The Gong Show is an American television game show, that was produced in the late 1970s and early 1980s. It was created and hosted by Chuck Barris. The show's name came from a gong used to shorten performances that were not liked. The gong was sounded by celebrity judges, who rated the performers.
Beginning[change | change source]
In the mid-1970s, Barris hoped to make a new kind of game show, based on the old "amateur hour" contest shows. He held auditions to find talented acts to appear. Nearly all the performers who came to the auditions were ordinary people, who had one or two skills, or thought they had special talent. Many of the performances were "party pieces", that people did to amuse others. Others were more serious, and tried hard to perform well.
Most of the acts made Barris and his staff laugh. They thought their idea for a show would not work, because of the strange and funny performances. Barris then realized that audiences might want to watch them for amusement. He and his staff began to look for funny and unusual acts. The show debuted in 1976, and became a hit.
Two hit shows[change | change source]
Two versions of The Gong Show aired at first: A nighttime version, hosted by radio announcer Gary Owens, and a daytime version, hosted by Barris himself. Barris later took over the nighttime version also. Each version worked the same, but featured different judges and performers. A live band played music for the performances. Live audiences attended each show, and cheered on the acts they liked. When they did not like an act, they would call on the judges to "Gong 'em!" If a judge sounded the gong, the act had to stop, and lost their chance for a prize. The performer who rated highest with the judges won a cash prize. (The "prize" was mostly for show; all the performers were paid the same, whether they won or not.)
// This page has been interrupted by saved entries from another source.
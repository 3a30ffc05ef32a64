//! Signal extractors: pure text matchers over immutable keyword/pattern sets.
//!
//! Each set is compiled once at gate construction and only read afterwards, so
//! extraction is safe to run concurrently from any number of tasks.

use regex::{escape, Regex, RegexBuilder};

use super::outcome::{ClassificationSignal, SignalCategory};

/// A category-tagged set of domain terms, matched whole-word and
/// case-insensitively. No stemming, no fuzzy matching: the term list is
/// authoritative.
pub struct KeywordSet {
    category: SignalCategory,
    terms: Vec<String>,
    matcher: Regex,
}

impl KeywordSet {
    pub fn compile(category: SignalCategory, terms: &[String]) -> anyhow::Result<Self> {
        if terms.is_empty() {
            anyhow::bail!("keyword set '{}' is empty", category.as_str());
        }

        // Longest-first so multi-word terms win the alternation and show up
        // intact in diagnostics ("supply chain", not "supply").
        let mut sorted: Vec<String> = terms
            .iter()
            .map(|t| t.trim().to_lowercase())
            .filter(|t| !t.is_empty())
            .collect();
        sorted.sort_by(|a, b| b.len().cmp(&a.len()).then_with(|| a.cmp(b)));
        sorted.dedup();
        if sorted.is_empty() {
            anyhow::bail!("keyword set '{}' is empty after trimming", category.as_str());
        }

        let alternation = sorted
            .iter()
            .map(|t| escape(t))
            .collect::<Vec<_>>()
            .join("|");
        let matcher = RegexBuilder::new(&format!(r"\b(?:{alternation})\b"))
            .case_insensitive(true)
            .build()
            .map_err(|e| anyhow::anyhow!("keyword set '{}': {e}", category.as_str()))?;

        Ok(Self {
            category,
            terms: sorted,
            matcher,
        })
    }

    pub fn len(&self) -> usize {
        self.terms.len()
    }

    pub fn is_empty(&self) -> bool {
        self.terms.is_empty()
    }

    /// Presence/absence of any term, with the first match recorded for
    /// diagnostics.
    pub fn scan(&self, text: &str) -> ClassificationSignal {
        match self.matcher.find(text) {
            Some(m) => ClassificationSignal::hit(self.category, m.as_str()),
            None => ClassificationSignal::miss(self.category),
        }
    }
}

/// A category-tagged set of compiled regex patterns. First matching pattern
/// wins; the pattern source (not the matched query text) is recorded, so
/// unsafe query content is never propagated through signals.
pub struct PatternSet {
    category: SignalCategory,
    patterns: Vec<Regex>,
}

impl PatternSet {
    pub fn compile(category: SignalCategory, exprs: &[String]) -> anyhow::Result<Self> {
        if exprs.is_empty() {
            anyhow::bail!("pattern set '{}' is empty", category.as_str());
        }

        let mut patterns = Vec::with_capacity(exprs.len());
        for expr in exprs {
            let re = RegexBuilder::new(expr)
                .case_insensitive(true)
                .build()
                .map_err(|e| {
                    anyhow::anyhow!("pattern set '{}': bad pattern {expr:?}: {e}", category.as_str())
                })?;
            patterns.push(re);
        }

        Ok(Self { category, patterns })
    }

    pub fn len(&self) -> usize {
        self.patterns.len()
    }

    pub fn is_empty(&self) -> bool {
        self.patterns.is_empty()
    }

    pub fn scan(&self, text: &str) -> ClassificationSignal {
        for re in &self.patterns {
            if re.is_match(text) {
                return ClassificationSignal::hit(self.category, re.as_str());
            }
        }
        ClassificationSignal::miss(self.category)
    }
}

#[cfg(test)]
mod tests {
    use super::*;

    fn terms(items: &[&str]) -> Vec<String> {
        items.iter().map(|s| s.to_string()).collect()
    }

    #[test]
    fn keyword_match_is_whole_word() {
        let set = KeywordSet::compile(
            SignalCategory::Manufacturing,
            &terms(&["shift", "supply chain"]),
        )
        .unwrap();

        assert!(set.scan("compare the morning shift").matched);
        // "shifts" is not the term "shift"
        assert!(!set.scan("compare the morning shifts").matched);
        assert!(set.scan("our SUPPLY CHAIN data").matched);
    }

    #[test]
    fn keyword_diagnostics_report_first_match() {
        let set =
            KeywordSet::compile(SignalCategory::Analysis, &terms(&["trend", "chart"])).unwrap();
        let sig = set.scan("chart the trend");
        assert!(sig.matched);
        assert_eq!(sig.matched_term.as_deref(), Some("chart"));
    }

    #[test]
    fn pattern_signal_carries_pattern_source_not_query_text() {
        let set = PatternSet::compile(
            SignalCategory::Unsafe,
            &terms(&[r"\b(weapon|bomb)\b"]),
        )
        .unwrap();
        let sig = set.scan("how to build a weapon at home");
        assert!(sig.matched);
        assert_eq!(sig.matched_term.as_deref(), Some(r"\b(weapon|bomb)\b"));
    }

    #[test]
    fn empty_sets_are_rejected_at_compile() {
        assert!(KeywordSet::compile(SignalCategory::Manufacturing, &[]).is_err());
        assert!(PatternSet::compile(SignalCategory::Unsafe, &[]).is_err());
        assert!(PatternSet::compile(SignalCategory::Unsafe, &terms(&["("])).is_err());
    }
}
Celebrities[change | change source]
Many celebrities served as judges on the show, including Jaye P. Morgan and Jamie Farr. One well-known comedian, Murray Langston, performed on the show with a paper bag over his head. He called himself the "Unknown Comic", and told simple jokes when he appeared onstage. Langston won his round, and was invited back to appear other times. Many people wondered who the Unknown Comic really was. Langston later admitted he had appeared on the show just for some quick cash, because he needed money. He hid his identity so his performance would not hurt his comedy career, since he was already well-known.
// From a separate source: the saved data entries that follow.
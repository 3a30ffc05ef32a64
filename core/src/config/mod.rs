pub mod load;
pub mod types;

pub use load::{get_data_dir, load_default};
pub use types::{AppConfig, FilterConfig, HttpServerConfig, LlmConfig, LoggingConfig};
No real stars were made by Gong Show appearances, but thousands of people got a chance to perform on national television, and others got the chance to watch. One popular member of the show's cast was "Gene, Gene, the Dancing Machine", who would dance in front of the show's band between acts. Barris himself was also well-liked by the audience. He treated all the performers on the show kindly and seriously, and hosted the show like it was a party.
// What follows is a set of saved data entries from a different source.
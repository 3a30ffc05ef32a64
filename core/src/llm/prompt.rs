//! Prompt construction for the analysis model.

/// System prompt sent with every admitted query. Scope enforcement happens in
/// the gate before this prompt is ever built; the prompt restates the scope so
/// the model stays on-topic in its own wording.
pub const SYSTEM_PROMPT: &str = "\
You are a manufacturing data analysis assistant. You turn natural-language \
questions about production, quality, efficiency, equipment, and operational \
data into structured analysis instructions.

Respond with a JSON object using exactly this structure:
{
    \"analysis_type\": \"ranking|trend_analysis|comparison|summary|correlation|distribution\",
    \"specific_query\": \"Restate what the user specifically wants to know\",
    \"filters\": {\"date_range\": {\"start\": null, \"end\": null}, \"categories\": {}},
    \"primary_metric\": \"the main metric to analyze (use actual column name)\",
    \"grouping_column\": \"column to group by (use actual column name)\",
    \"sort_by\": \"column to sort results by (use actual column name)\",
    \"sort_order\": \"desc|asc\",
    \"top_n\": 10,
    \"metrics\": [\"list of relevant columns to show\"],
    \"chart_type\": \"bar|line|scatter|pie|heatmap|none\",
    \"calculations\": [\"sum|mean|max|min|count\"],
    \"title\": \"Descriptive title for the specific analysis\",
    \"insights_focus\": \"What specific insights to highlight in results\"
}

Chart decision rules:
- \"none\" when the user asks for a summary, overview, or general information
- \"line\" for trends over time
- \"bar\" for comparisons and rankings
- \"scatter\" for correlations
- \"pie\" for proportions and distributions
- \"heatmap\" for complex relationships

When data context is provided, use the actual column names in your response.";

/// Assemble the full prompt: system prompt, optional dataset context, then the
/// untouched user query.
pub fn build_prompt(query: &str, data_context: Option<&str>) -> String {
    let mut prompt = String::from(SYSTEM_PROMPT);

    if let Some(ctx) = data_context {
        let ctx = ctx.trim();
        if !ctx.is_empty() {
            prompt.push_str("\n\nAvailable data context:\n");
            prompt.push_str(ctx);
        }
    }

    prompt.push_str("\n\nUser Query: ");
    prompt.push_str(query);
    prompt.push_str(
        "\n\nAnalyze this query and provide structured JSON instructions for data filtering and visualization.",
    );
    prompt
}

#[cfg(test)]
mod tests {
    use super::*;

    #[test]
    fn query_is_forwarded_verbatim() {
        let q = "Compare defect rates between morning and evening shifts";
        let p = build_prompt(q, None);
        assert!(p.contains(&format!("User Query: {q}")));
    }

    #[test]
    fn context_is_included_when_present() {
        let p = build_prompt("show trends", Some("columns: date, line, output"));
        assert!(p.contains("Available data context:"));
        assert!(p.contains("columns: date, line, output"));

        let without = build_prompt("show trends", Some("   "));
        assert!(!without.contains("Available data context:"));
    }
}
Many of the acts who auditioned for The Gong Show were not suitable for television, or for times when children or families might watch. Some of these acts appeared in a movie, which was released in 1980.
The end[change | change source]
In time, new and unusual acts became hard to find, as more people performed on The Gong Show. The television audience also lost interest. Barris was tired from working on the show. The Gong Show was cancelled by 1982. Reruns came later, but they also stopped with time.
Today, The Gong Show is remembered fondly by the people who watched it. Amateur talent contests still sometimes feature a gong, for when an act does not go over well. (They are rarely used.)
Barris wrote a memoir, titled Confessions of a Dangerous Mind, that talked about his time on the show.